Records excerpted from a collection:
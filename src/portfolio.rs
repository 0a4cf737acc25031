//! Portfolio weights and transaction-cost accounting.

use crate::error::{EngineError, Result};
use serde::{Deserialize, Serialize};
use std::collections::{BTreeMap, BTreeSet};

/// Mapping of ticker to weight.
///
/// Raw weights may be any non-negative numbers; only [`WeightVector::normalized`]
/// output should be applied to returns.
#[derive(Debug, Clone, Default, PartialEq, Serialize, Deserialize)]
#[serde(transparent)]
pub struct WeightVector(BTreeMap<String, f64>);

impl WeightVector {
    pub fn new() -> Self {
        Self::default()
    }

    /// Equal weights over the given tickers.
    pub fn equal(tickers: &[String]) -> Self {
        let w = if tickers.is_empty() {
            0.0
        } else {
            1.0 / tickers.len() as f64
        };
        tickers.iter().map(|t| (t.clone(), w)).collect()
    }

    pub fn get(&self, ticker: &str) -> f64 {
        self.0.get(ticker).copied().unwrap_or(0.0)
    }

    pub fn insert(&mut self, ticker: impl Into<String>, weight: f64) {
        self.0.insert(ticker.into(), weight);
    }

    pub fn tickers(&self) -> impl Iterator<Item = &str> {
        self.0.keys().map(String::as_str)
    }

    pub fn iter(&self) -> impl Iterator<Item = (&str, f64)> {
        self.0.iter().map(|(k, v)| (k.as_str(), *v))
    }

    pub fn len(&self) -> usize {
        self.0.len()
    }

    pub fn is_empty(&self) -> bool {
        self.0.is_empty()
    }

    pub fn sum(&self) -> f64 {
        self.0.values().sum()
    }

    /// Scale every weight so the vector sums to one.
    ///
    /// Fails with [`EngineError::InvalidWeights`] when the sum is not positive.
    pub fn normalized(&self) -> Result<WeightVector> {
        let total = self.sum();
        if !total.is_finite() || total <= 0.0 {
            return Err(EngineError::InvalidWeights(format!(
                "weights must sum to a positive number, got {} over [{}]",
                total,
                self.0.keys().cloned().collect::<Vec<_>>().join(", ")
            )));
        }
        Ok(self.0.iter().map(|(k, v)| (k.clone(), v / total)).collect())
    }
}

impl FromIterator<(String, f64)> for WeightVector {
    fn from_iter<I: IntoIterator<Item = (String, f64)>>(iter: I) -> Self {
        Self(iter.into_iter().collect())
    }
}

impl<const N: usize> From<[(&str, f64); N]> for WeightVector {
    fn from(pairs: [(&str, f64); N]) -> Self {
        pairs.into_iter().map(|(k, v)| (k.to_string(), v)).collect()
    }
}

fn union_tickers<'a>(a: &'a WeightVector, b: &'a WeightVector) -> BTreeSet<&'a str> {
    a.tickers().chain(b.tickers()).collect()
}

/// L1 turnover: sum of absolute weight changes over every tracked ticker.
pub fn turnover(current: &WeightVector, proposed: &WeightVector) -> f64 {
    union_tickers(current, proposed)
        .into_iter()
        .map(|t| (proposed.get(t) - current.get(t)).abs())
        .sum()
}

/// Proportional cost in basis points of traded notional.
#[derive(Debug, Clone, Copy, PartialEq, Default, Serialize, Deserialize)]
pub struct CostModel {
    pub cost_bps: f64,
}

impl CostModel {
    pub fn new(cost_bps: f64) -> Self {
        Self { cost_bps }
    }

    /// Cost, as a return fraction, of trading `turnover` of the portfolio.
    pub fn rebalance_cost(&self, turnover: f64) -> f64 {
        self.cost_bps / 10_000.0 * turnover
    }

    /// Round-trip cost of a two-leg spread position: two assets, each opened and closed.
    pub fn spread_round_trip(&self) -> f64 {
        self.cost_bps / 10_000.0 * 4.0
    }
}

==

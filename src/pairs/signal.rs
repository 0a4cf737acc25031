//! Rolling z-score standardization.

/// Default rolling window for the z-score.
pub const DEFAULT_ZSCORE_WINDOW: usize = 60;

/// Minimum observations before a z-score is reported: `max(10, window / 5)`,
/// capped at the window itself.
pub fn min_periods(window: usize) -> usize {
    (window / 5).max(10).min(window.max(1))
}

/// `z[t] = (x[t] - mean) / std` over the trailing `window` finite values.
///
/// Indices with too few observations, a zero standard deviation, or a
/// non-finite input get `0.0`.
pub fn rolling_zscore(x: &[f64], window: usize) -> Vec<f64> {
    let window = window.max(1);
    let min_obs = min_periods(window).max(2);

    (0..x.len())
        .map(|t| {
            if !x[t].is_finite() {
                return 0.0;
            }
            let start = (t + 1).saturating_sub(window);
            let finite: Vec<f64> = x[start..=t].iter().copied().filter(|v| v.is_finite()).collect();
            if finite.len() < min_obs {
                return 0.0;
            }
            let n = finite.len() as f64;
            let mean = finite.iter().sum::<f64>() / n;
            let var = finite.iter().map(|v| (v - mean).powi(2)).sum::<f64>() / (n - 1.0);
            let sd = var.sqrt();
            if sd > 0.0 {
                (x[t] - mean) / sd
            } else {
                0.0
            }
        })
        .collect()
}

◆ **Your goal**: Exact duplication is required for the lines above, from the line that contains "impl<const N: usize>" to the line that contains "of traded notional.", inclusive; omit all others.

◆ **Solution for this exercise**:
impl<const N: usize> From<[(&str, f64); N]> for WeightVector {
    fn from(pairs: [(&str, f64); N]) -> Self {
        pairs.into_iter().map(|(k, v)| (k.to_string(), v)).collect()
    }
}

fn union_tickers<'a>(a: &'a WeightVector, b: &'a WeightVector) -> BTreeSet<&'a str> {
    a.tickers().chain(b.tickers()).collect()
}

/// L1 turnover: sum of absolute weight changes over every tracked ticker.
pub fn turnover(current: &WeightVector, proposed: &WeightVector) -> f64 {
    union_tickers(current, proposed)
        .into_iter()
        .map(|t| (proposed.get(t) - current.get(t)).abs())
        .sum()
}

/// Proportional cost in basis points of traded notional.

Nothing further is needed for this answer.